In realtà le competenze del vocal coach vengono considerate un ampliamento ed un approfondimento di quelle già in possesso dall’insegnante di canto.  Il vocal coach coniuga le esperienze didattiche della voce artistica (fino al perfezionamento con allenamento) con quelle musicali, quindi è anche un musicista che utilizza uno strumento armonico come il piano o la chitarra  e, servendosi  cosi della interdisciplinarità delle competenze, supporta (anche in tempi brevi) gli artisti che devono affrontare tournèe musicali come musical o live. A volte è chiamato a ricoprire  il ruolo di trainer in occasione di format televisivi specifici o kermesse prestigiose tra questi il Festival di Sanremo.-

Chi può fruire del supporto di un vocal coach?

Tutti coloro che utilizzano la voce per mestiere, quindi cantanti, attori, giornalisti televisivi, speaker e performer in genere, ma anche oratori, educatori scolastici e logopedisti.-

Che cos’è la tecnica vocale?-

La tecnica è data: dagli atletismi vocali appresi, spesso automatizzati anche in relazioni a un rapporto neuro-muscolare, dalla musica, in relazione allo stile che si va ad affrontare e, non ultima poichè fondamentale, alla Scienza. Una visione Olistica, ci permette secondo noi, di cogliere ogni sfaccettatura senza lasciare nulla al caso.  Inoltre una tecnica salda ci permette di comunicare ogni forma di emozione. La tecnica è sinonimo di comunicazione, poiché consente di utilizzare a nostro gusto, un linguaggio espressivo, consapevole e libero allo stesso tempo, sia che si parli di un brano pop, jazz, di un’aria d’opera , di musical, o persino all’interno di un coro o facendo il vocalist in o orchestra.

Quanto è iportante per un professionista allenare la voce?

Un approccio appropriato, dato da allenamenti mirati,  diventa necessario, per mantenere una carriera longeva. In età non più verde, la tecnica, non solo è fondamentale per affrontare repertori insidiosi, ma spesso aiuta a migliorare e potenziare l’emissione della voce.-

Com’è allenare la voce di una star? Come si pongono le star nei confronti del vocal coach?

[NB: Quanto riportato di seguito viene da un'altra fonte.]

//! In-process `IdentityStore`.
//!
//! Mirrors the constraints of `sql/schema.sql`: unique email, one session row
//! per user, unique token hash. Column writes are type-checked the way
//! Postgres would reject them, so update failures surface the same way.

use anyhow::{anyhow, bail, Result};
use async_trait::async_trait;
use chrono::{DateTime, Utc};
use std::collections::{BTreeMap, HashMap};
use tokio::sync::Mutex;

use super::storage::{
    FieldChange, FieldValue, IdentityStore, InsertOutcome, NewUser, SessionWrite, User, UserId,
    SESSION_TABLE, USER_TABLE,
};

const USER_COLUMNS: [&str; 8] = [
    "id",
    "email",
    "created_at",
    "updated_at",
    "username",
    "bio",
    "password",
    "salt",
];
const SESSION_COLUMNS: [&str; 2] = ["session_token", "user_id"];

#[derive(Debug)]
struct Inner {
    next_id: UserId,
    users: BTreeMap<UserId, User>,
    sessions: HashMap<UserId, Vec<u8>>,
    catalog: BTreeMap<String, Vec<String>>,
    broken_table: Option<String>,
}

#[derive(Debug)]
pub struct MemoryStore {
    inner: Mutex<Inner>,
}

impl Default for MemoryStore {
    fn default() -> Self {
        Self::new()
    }
}

impl MemoryStore {
    #[must_use]
    pub fn new() -> Self {
        let mut catalog = BTreeMap::new();
        catalog.insert(
            USER_TABLE.to_string(),
            USER_COLUMNS.iter().map(ToString::to_string).collect(),
        );
        catalog.insert(
            SESSION_TABLE.to_string(),
            SESSION_COLUMNS.iter().map(ToString::to_string).collect(),
        );
        Self::with_catalog(catalog)
    }

    /// Start with a custom catalog, e.g. one missing a required table.
    #[must_use]
    pub fn with_catalog(catalog: BTreeMap<String, Vec<String>>) -> Self {
        Self {
            inner: Mutex::new(Inner {
                next_id: 1,
                users: BTreeMap::new(),
                sessions: HashMap::new(),
                catalog,
                broken_table: None,
            }),
        }
    }

    /// Make column discovery fail for `table`.
    #[must_use]
    pub fn with_broken_table(self, table: &str) -> Self {
        let mut inner = self.inner.into_inner();
        inner.broken_table = Some(table.to_string());
        Self {
            inner: Mutex::new(inner),
        }
    }

    /// Number of session rows currently held.
    pub async fn session_count(&self) -> usize {
        self.inner.lock().await.sessions.len()
    }
}

fn text_value(column: &str, value: &FieldValue) -> Result<String> {
    match value {
        FieldValue::Text(text) => Ok(text.clone()),
        FieldValue::Null => bail!("null value in column \"{column}\" violates not-null constraint"),
        other => bail!("column \"{column}\" is of type text but expression is {other:?}"),
    }
}

fn apply_change(user: &mut User, change: &FieldChange) -> Result<()> {
    match change.column.as_str() {
        "email" => user.email = text_value("email", &change.value)?,
        "username" => user.username = text_value("username", &change.value)?,
        "bio" => {
            user.bio = match &change.value {
                FieldValue::Null => None,
                value => Some(text_value("bio", value)?),
            }
        }
        column => bail!("column \"{column}\" can not be written by this store"),
    }
    Ok(())
}

#[async_trait]
impl IdentityStore for MemoryStore {
    async fn list_tables(&self, _schema: &str) -> Result<Vec<String>> {
        let inner = self.inner.lock().await;
        Ok(inner.catalog.keys().cloned().collect())
    }

    async fn list_columns(&self, _schema: &str, table: &str) -> Result<Vec<String>> {
        let inner = self.inner.lock().await;
        if inner.broken_table.as_deref() == Some(table) {
            bail!("permission denied for table {table}");
        }
        Ok(inner.catalog.get(table).cloned().unwrap_or_default())
    }

    async fn insert_user(&self, user: NewUser) -> Result<InsertOutcome> {
        let mut inner = self.inner.lock().await;
        if inner.users.values().any(|existing| existing.email == user.email) {
            return Ok(InsertOutcome::Conflict);
        }
        let id = inner.next_id;
        inner.next_id += 1;
        let created = User {
            id,
            email: user.email,
            username: user.username,
            bio: None,
            password: user.password,
            salt: user.salt,
            created_at: user.created_at,
            updated_at: user.created_at,
        };
        inner.users.insert(id, created.clone());
        Ok(InsertOutcome::Created(created))
    }

    async fn user_by_email(&self, email: &str) -> Result<Option<User>> {
        let inner = self.inner.lock().await;
        Ok(inner.users.values().find(|user| user.email == email).cloned())
    }

    async fn user_by_id(&self, id: UserId) -> Result<Option<User>> {
        Ok(self.inner.lock().await.users.get(&id).cloned())
    }

    async fn update_user(
        &self,
        id: UserId,
        changes: &[FieldChange],
        updated_at: DateTime<Utc>,
    ) -> Result<u64> {
        let mut inner = self.inner.lock().await;
        let columns = inner.catalog.get(USER_TABLE).cloned().unwrap_or_default();
        let Some(current) = inner.users.get(&id) else {
            return Ok(0);
        };

        // Work on a copy so a failing column leaves the row untouched.
        let mut updated = current.clone();
        for change in changes {
            if !columns.iter().any(|column| column == &change.column) {
                bail!("column \"{}\" of relation \"{USER_TABLE}\" does not exist", change.column);
            }
            apply_change(&mut updated, change)?;
        }
        updated.updated_at = updated_at;

        if inner
            .users
            .values()
            .any(|other| other.id != id && other.email == updated.email)
        {
            return Err(anyhow!(
                "duplicate key value violates unique constraint \"user_data_email_key\""
            ));
        }
        inner.users.insert(id, updated);
        Ok(1)
    }

    async fn upsert_session(&self, user_id: UserId, token_hash: &[u8]) -> Result<SessionWrite> {
        let mut inner = self.inner.lock().await;
        if !inner.users.contains_key(&user_id) {
            bail!("insert or update on table \"{SESSION_TABLE}\" violates foreign key constraint");
        }
        if inner
            .sessions
            .iter()
            .any(|(owner, hash)| *owner != user_id && hash.as_slice() == token_hash)
        {
            return Ok(SessionWrite::TokenCollision);
        }
        inner.sessions.insert(user_id, token_hash.to_vec());
        Ok(SessionWrite::Written)
    }

    async fn replace_session_token(
        &self,
        user_id: UserId,
        token_hash: &[u8],
    ) -> Result<SessionWrite> {
        let mut inner = self.inner.lock().await;
        if !inner.sessions.contains_key(&user_id) {
            return Ok(SessionWrite::NotFound);
        }
        if inner
            .sessions
            .iter()
            .any(|(owner, hash)| *owner != user_id && hash.as_slice() == token_hash)
        {
            return Ok(SessionWrite::TokenCollision);
        }
        inner.sessions.insert(user_id, token_hash.to_vec());
        Ok(SessionWrite::Written)
    }

    async fn user_for_token(&self, token_hash: &[u8]) -> Result<Option<UserId>> {
        let inner = self.inner.lock().await;
        Ok(inner
            .sessions
            .iter()
            .find(|(_, hash)| hash.as_slice() == token_hash)
            .map(|(owner, _)| *owner))
    }

    async fn delete_session(&self, user_id: UserId) -> Result<()> {
        self.inner.lock().await.sessions.remove(&user_id);
        Ok(())
    }

    async fn ping(&self) -> Result<()> {
        Ok(())
    }
}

Le star e i personaggi pubblici sono professionisti abituati al lavoro, di conseguenza sono generalmente disponibili e capaci di affrontare anche rapidamente un percorso che li possa sostenere anche in momenti  di  difficoltà e inconvenienti come raffreddori e stanchezza psico-fisica. Abbiamo avuto la fortuna di incontrare artisti stupendi, intelligenti, talentuosi e sensibili alla vita e alle circostanze. Il vocal coach, che in qualche modo, per un periodo diventa il compagno più fedele dell’artista, si trova spesso a veicolare le sue ansie, le sue paure oltre alle sue capacità artistiche.-

Ricordate un episodio divertente che vi è capitato nello svolgimento delle vostre attività?

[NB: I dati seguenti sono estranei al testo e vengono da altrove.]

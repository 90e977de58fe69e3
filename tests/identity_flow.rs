use anyhow::{Context, Result};
use axum::{
    body::{to_bytes, Body},
    http::{Request, StatusCode},
    response::Response,
    Router,
};
use quill::api::{
    app,
    handlers::auth::{AuthState, CredentialHasher, HasherConfig, MemoryStore, OsRngTokens},
};
use serde_json::{json, Value};
use std::sync::Arc;
use tower::ServiceExt;

async fn router(store: Arc<MemoryStore>) -> Result<Router> {
    let hasher = CredentialHasher::new(
        HasherConfig::new()
            .with_memory_kib(256)
            .with_time_cost(1)
            .with_lanes(1),
    )?;
    let state = AuthState::bootstrap(store, Arc::new(OsRngTokens), hasher, "public").await?;
    Ok(app(Arc::new(state)))
}

async fn send(app: &Router, request: Request<Body>) -> Result<(StatusCode, Value)> {
    let response: Response = app.clone().oneshot(request).await?;
    let status = response.status();
    let body = to_bytes(response.into_body(), usize::MAX).await?;
    let value = if body.is_empty() {
        Value::Null
    } else {
        serde_json::from_slice(&body)?
    };
    Ok((status, value))
}

fn post(uri: &str, body: &Value) -> Result<Request<Body>> {
    Ok(Request::builder()
        .method("POST")
        .uri(uri)
        .header("content-type", "application/json")
        .body(Body::from(serde_json::to_vec(body)?))?)
}

fn authed(method: &str, uri: &str, token: &str, body: Option<&Value>) -> Result<Request<Body>> {
    let builder = Request::builder()
        .method(method)
        .uri(uri)
        .header("authorization", format!("Token {token}"));
    let request = match body {
        Some(body) => builder
            .header("content-type", "application/json")
            .body(Body::from(serde_json::to_vec(body)?))?,
        None => builder.body(Body::empty())?,
    };
    Ok(request)
}

fn token_of(body: &Value) -> Result<String> {
    body["user"]["token"]
        .as_str()
        .map(ToString::to_string)
        .context("response carries no token")
}

async fn register(app: &Router, email: &str, password: &str) -> Result<String> {
    let (status, body) = send(
        app,
        post(
            "/api/users",
            &json!({"user": {"email": email, "username": "writer", "password": password}}),
        )?,
    )
    .await?;
    assert_eq!(status, StatusCode::CREATED);
    token_of(&body)
}

#[tokio::test]
async fn register_login_and_access_protected_route() -> Result<()> {
    let app = router(Arc::new(MemoryStore::new())).await?;
    register(&app, "a@x.com", "secret").await?;

    let (status, body) = send(
        &app,
        post(
            "/api/users/login",
            &json!({"user": {"email": "a@x.com", "password": "secret"}}),
        )?,
    )
    .await?;
    assert_eq!(status, StatusCode::OK);
    let token = token_of(&body)?;

    let (status, body) = send(
        &app,
        post(
            "/api/users/login",
            &json!({"user": {"email": "a@x.com", "password": "wrong"}}),
        )?,
    )
    .await?;
    assert_eq!(status, StatusCode::UNAUTHORIZED);
    assert_eq!(body["errors"]["body"][0], "email or password is invalid");

    let (status, _) = send(
        &app,
        Request::builder().uri("/api/user").body(Body::empty())?,
    )
    .await?;
    assert_eq!(status, StatusCode::UNAUTHORIZED);

    let (status, body) = send(&app, authed("GET", "/api/user", &token, None)?).await?;
    assert_eq!(status, StatusCode::OK);
    assert_eq!(body["user"]["email"], "a@x.com");
    assert_eq!(body["user"]["token"], token.as_str());
    Ok(())
}

#[tokio::test]
async fn login_replaces_registration_session() -> Result<()> {
    let store = Arc::new(MemoryStore::new());
    let app = router(store.clone()).await?;
    let first = register(&app, "a@x.com", "secret").await?;

    let (_, body) = send(
        &app,
        post(
            "/api/users/login",
            &json!({"user": {"email": "a@x.com", "password": "secret"}}),
        )?,
    )
    .await?;
    let second = token_of(&body)?;
    assert_ne!(first, second);
    assert_eq!(store.session_count().await, 1);

    let (status, _) = send(&app, authed("GET", "/api/user", &first, None)?).await?;
    assert_eq!(status, StatusCode::UNAUTHORIZED);
    Ok(())
}

#[tokio::test]
async fn update_rotates_token() -> Result<()> {
    let app = router(Arc::new(MemoryStore::new())).await?;
    let token = register(&app, "a@x.com", "secret").await?;

    let (status, body) = send(
        &app,
        authed(
            "PUT",
            "/api/user",
            &token,
            Some(&json!({"user": {"bio": "new"}})),
        )?,
    )
    .await?;
    assert_eq!(status, StatusCode::OK);
    assert_eq!(body["user"]["bio"], "new");
    let rotated = token_of(&body)?;
    assert_ne!(rotated, token);

    let (status, _) = send(&app, authed("GET", "/api/user", &token, None)?).await?;
    assert_eq!(status, StatusCode::UNAUTHORIZED);

    let (status, body) = send(&app, authed("GET", "/api/user", &rotated, None)?).await?;
    assert_eq!(status, StatusCode::OK);
    assert_eq!(body["user"]["bio"], "new");
    Ok(())
}

#[tokio::test]
async fn update_of_protected_field_is_rejected() -> Result<()> {
    let app = router(Arc::new(MemoryStore::new())).await?;
    let token = register(&app, "a@x.com", "secret").await?;

    let (status, body) = send(
        &app,
        authed(
            "PUT",
            "/api/user",
            &token,
            Some(&json!({"user": {"bio": "hi", "password": "x"}})),
        )?,
    )
    .await?;
    assert_eq!(status, StatusCode::BAD_REQUEST);
    assert_eq!(
        body["errors"]["body"][0],
        "no such field for user: [password]"
    );

    // Nothing changed and the session survived.
    let (status, body) = send(&app, authed("GET", "/api/user", &token, None)?).await?;
    assert_eq!(status, StatusCode::OK);
    assert_eq!(body["user"]["bio"], Value::Null);

    let (status, _) = send(
        &app,
        post(
            "/api/users/login",
            &json!({"user": {"email": "a@x.com", "password": "secret"}}),
        )?,
    )
    .await?;
    assert_eq!(status, StatusCode::OK);
    Ok(())
}

#[tokio::test]
async fn email_change_keeps_login_working() -> Result<()> {
    let app = router(Arc::new(MemoryStore::new())).await?;
    let token = register(&app, "a@x.com", "secret").await?;

    let (status, body) = send(
        &app,
        authed(
            "PUT",
            "/api/user",
            &token,
            Some(&json!({"user": {"email": "Me@X.com"}})),
        )?,
    )
    .await?;
    assert_eq!(status, StatusCode::OK);
    assert_eq!(body["user"]["email"], "me@x.com");

    let mut token = token_of(&body)?;
    for email in ["Me@X.com", "me@x.com"] {
        let (status, body) = send(
            &app,
            post(
                "/api/users/login",
                &json!({"user": {"email": email, "password": "secret"}}),
            )?,
        )
        .await?;
        assert_eq!(status, StatusCode::OK, "login as {email}");
        token = token_of(&body)?;
    }

    let (status, body) = send(
        &app,
        authed(
            "PUT",
            "/api/user",
            &token,
            Some(&json!({"user": {"email": "not an email"}})),
        )?,
    )
    .await?;
    assert_eq!(status, StatusCode::BAD_REQUEST);
    assert_eq!(body["errors"]["body"][0], "invalid email");
    Ok(())
}

#[tokio::test]
async fn type_mismatch_is_a_server_error() -> Result<()> {
    let app = router(Arc::new(MemoryStore::new())).await?;
    let token = register(&app, "a@x.com", "secret").await?;

    let (status, body) = send(
        &app,
        authed(
            "PUT",
            "/api/user",
            &token,
            Some(&json!({"user": {"username": 42}})),
        )?,
    )
    .await?;
    assert_eq!(status, StatusCode::INTERNAL_SERVER_ERROR);
    assert_eq!(body["errors"]["body"][0], "internal server error");
    Ok(())
}

#[tokio::test]
async fn logout_revokes_and_is_repeatable_per_session() -> Result<()> {
    let app = router(Arc::new(MemoryStore::new())).await?;
    let token = register(&app, "a@x.com", "secret").await?;

    let (status, _) = send(&app, authed("POST", "/api/user/logout", &token, None)?).await?;
    assert_eq!(status, StatusCode::OK);

    let (status, _) = send(&app, authed("GET", "/api/user", &token, None)?).await?;
    assert_eq!(status, StatusCode::UNAUTHORIZED);

    // The revoked token no longer passes the gate.
    let (status, _) = send(&app, authed("POST", "/api/user/logout", &token, None)?).await?;
    assert_eq!(status, StatusCode::UNAUTHORIZED);
    Ok(())
}

#[tokio::test]
async fn startup_fails_without_session_table() {
    let mut catalog = std::collections::BTreeMap::new();
    catalog.insert(
        "user_data".to_string(),
        vec!["id".to_string(), "email".to_string()],
    );
    let result = router(Arc::new(MemoryStore::with_catalog(catalog))).await;
    assert!(result.is_err());
}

Si, diversi episodi, ma in particolare uno, riguardante un grande artista, che iniziava la preparazione mattutina in modo mediocre, ma  ci rassicurava che dopo la pausa pranzo, dopo  uno spaghetto cacio e pepe, accompagnato da un buon bicchiere di vino, tutto sarebbe andato a gonfie vele. Quella modalità lo rendeva sereno e, dopo pranzo, assecondando gli eventi, davvero tutto andava meglio. Questo grande artista quell’anno affrontò la tournée con serenità ed ottimi risultati performativi.-

Siete stati spesso menzionati in alcuni libri scritti dal dott.prof. Gianluca Gucciardo (foniatra e medico della voce artistica) e dal maestro Beppe Vessicchio. Qual’è la relazione tra arte e medicina ?

Il connubio tra  Canto,  Musica e Medicina della Voce  è indissolubile. La  carriera di un artista è spesso  sostenuta, incoraggiata e salvaguardata da più figure professionali : un  didatta di canto e voce, un foniatra e un logopedista. A volte, diventano necessarie, le interazioni con altre figure profesionali , come l’osteopata, il fisiatra, il posturologo e molti altri ancora. Questo argomento meriterebbe un approfondimento più dettagliato difficilmente esplicabile in una sola intervista, ma è importante sapere che la sinergia professionali tra un foniatra artistico, un logopedista esperto in voce artistica e  un vocal trainer, sono indispensabili per la carriera artistica di un cantante.

Ringraziamo i maestri Fabio Lazzara e Ivan Lazzara per la generosa disponibilità nel concedere questa intervista in esclusiva, dalla quale si è avuto modo di apprendere uno spaccato del “dietro le quinte” del canto.